The sun was below the trees by the time he'd told me everything. He'd touched on the parts I'd already heard: the "I wasn't happy" parts, the "is this a mistake?" parts, the "how is this happening?" parts. And then there were the new parts: the "yeah we talked" parts, the "I think she's unhappy, too" parts, the "no holding back" parts.

"Divorce?" I'd asked, taken aback by the word. I wasn't expecting it.

Joe shrugged. "What she said..."

"That's... big," I replied, unsure what else to say. "I'm sorry." And it was genuine.

He merely shook his head. "Nothing you've done," he says dully. "It's me... 'S all me. But she thinks it's her fault because I wasn't happy. And she doesn't wanna fix it, either... Which is frustrating in itself because– she– I– she– it's been a long time. We've been together for a long time... forever, really. And... And she just wants to throw it all away? How could she want to do that?! All we had... all we have... I mess up once and she's ready to get rid of me? What's with that?"

I still didn't know what to say. "Mess up?" I finally questioned. Is that what he thinks? That this–us–is a mistake?

Joe shook his head, lighting up a cigarette. "You know that's not what I mean."

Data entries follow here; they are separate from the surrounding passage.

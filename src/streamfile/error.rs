use std::{
    error::Error,
    fmt::{Display, Formatter, Result as FmtResult},
    io::Error as IoError,
};

/// Error produced by a [`Streamfile`](super::Streamfile) backed by fallible I/O
/// (e.g. [`FileStreamfile`](super::FileStreamfile)).
#[derive(Debug)]
pub struct StreamfileError {
    kind: StreamfileErrorKind,
    source: Option<IoError>,
}

/// The kind of failure a [`StreamfileError`] represents.
#[derive(Clone, Copy, Debug, PartialEq, Eq)]
pub enum StreamfileErrorKind {
    /// The backing file could not be opened.
    Open,
    /// A seek to the requested offset failed.
    Seek,
    /// The sibling file named by `open` does not exist or could not be read.
    SiblingNotFound,
}

impl StreamfileError {
    pub(crate) fn new(kind: StreamfileErrorKind) -> Self {
        Self { kind, source: None }
    }

    pub(crate) fn new_with_source(kind: StreamfileErrorKind, source: IoError) -> Self {
        Self {
            kind,
            source: Some(source),
        }
    }

    pub(crate) fn factory(kind: StreamfileErrorKind) -> impl FnOnce(IoError) -> Self {
        move |source| Self::new_with_source(kind, source)
    }

    /// Returns the kind of failure this error represents.
    #[must_use]
    pub fn kind(&self) -> StreamfileErrorKind {
        self.kind
    }
}

impl Display for StreamfileError {
    fn fmt(&self, f: &mut Formatter<'_>) -> FmtResult {
        #[allow(clippy::enum_glob_use)]
        use StreamfileErrorKind::*;

        f.write_str(match self.kind {
            Open => "failed to open streamfile",
            Seek => "failed to seek within streamfile",
            SiblingNotFound => "sibling streamfile not found",
        })
    }
}

impl Error for StreamfileError {
    fn source(&self) -> Option<&(dyn Error + 'static)> {
        self.source.as_ref().map(|e| e as &(dyn Error + 'static))
    }
}
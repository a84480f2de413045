use std::{
    error::Error,
    fmt::{Display, Formatter, Result as FmtResult},
};

/// Error produced when a codec cannot continue decoding at all (as opposed
/// to [`DecodeTransient`](crate) garbage mid-stream, which degrades to
/// silence rather than erroring).
#[derive(Debug)]
pub struct CodecError {
    kind: CodecErrorKind,
}

/// The kind of failure a [`CodecError`] represents.
#[derive(Clone, Copy, Debug, PartialEq, Eq)]
pub enum CodecErrorKind {
    /// The requested codec variant/configuration isn't implemented.
    Unsupported,
    /// A required coefficient table, key, or setup packet is missing.
    MissingSetup,
    /// A field needed to configure the codec was out of its valid range.
    InvalidParameter,
}

impl CodecError {
    pub(crate) fn new(kind: CodecErrorKind) -> Self {
        Self { kind }
    }

    /// Returns the kind of failure this error represents.
    #[must_use]
    pub fn kind(&self) -> CodecErrorKind {
        self.kind
    }
}

impl Display for CodecError {
    fn fmt(&self, f: &mut Formatter<'_>) -> FmtResult {
        f.write_str(match self.kind {
            CodecErrorKind::Unsupported => "codec variant is not implemented",
            CodecErrorKind::MissingSetup => "codec is missing required setup data",
            CodecErrorKind::InvalidParameter => "codec parameter out of range",
        })
    }
}

impl Error for CodecError {}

I don't know why there were tears in my eyes. I wasn't upset too badly by his words–okay, I was, but for some reason I felt like that wasn't the reason there were tears. I guess it's because I felt bad for him– No, I felt bad for the situation. I know it's all my fault. Of course I'll blame myself. He cheated on his wife, and now she wants a divorce. He's gonna be pulled away from his family that he's had for however many years, all because of me.

I guess Joe felt the need to justify his answer because I didn't say anything. "It's not," he repeated, blowing out a puff of smoke. "I'm– I've been thinking about it."

And when he didn't say anything for quite awhile, I felt it okay to ask, "What?"

"Everything," he finally admitted. "Me and you, me and Annie, me and the band.... Everything. I don't– I don't wanna lose my kid but... I'm just not happy with her anymore. Annie, I mean. I'm not happy when I'm there. I actually look forward to touring... And that's saying something."

I didn't want to interrupt his monologue because I was afraid he might not finish speaking. So I didn't say anything.

"I just think... I think sometimes it just wasn't supposed to happen like that, y'know? I wasn't supposed to get married and have a kid... I was supposed to keep touring with Aerosmith. Hell– I wasn't even supposed to quit the band in the first place. It's all just what-ifs, Lainey. What if I wouldn't'a started a family? What if I wouldn't'a quit the band? What if I wouldn't'a joined back with the band? What if I never met you? See–"

"You'd still be happily married, if you would have never met me," I said, despite the question being rhetorical.

Joe again shook his head. "No, I wouldn't be happy still. I'd be just as unhappy...maybe even more so."

I wanted to argue against him. I wanted him to stay with his family. But I could see it: He really wasn't happy. He wasn't just saying it because he was bored or done with Annie... He just was simply not happy with the position he was placed in, and he wanted out. He told me it was affecting his work, his life... somedays he didn't want to even get out of bed in the mornings. So I didn't argue. I listened.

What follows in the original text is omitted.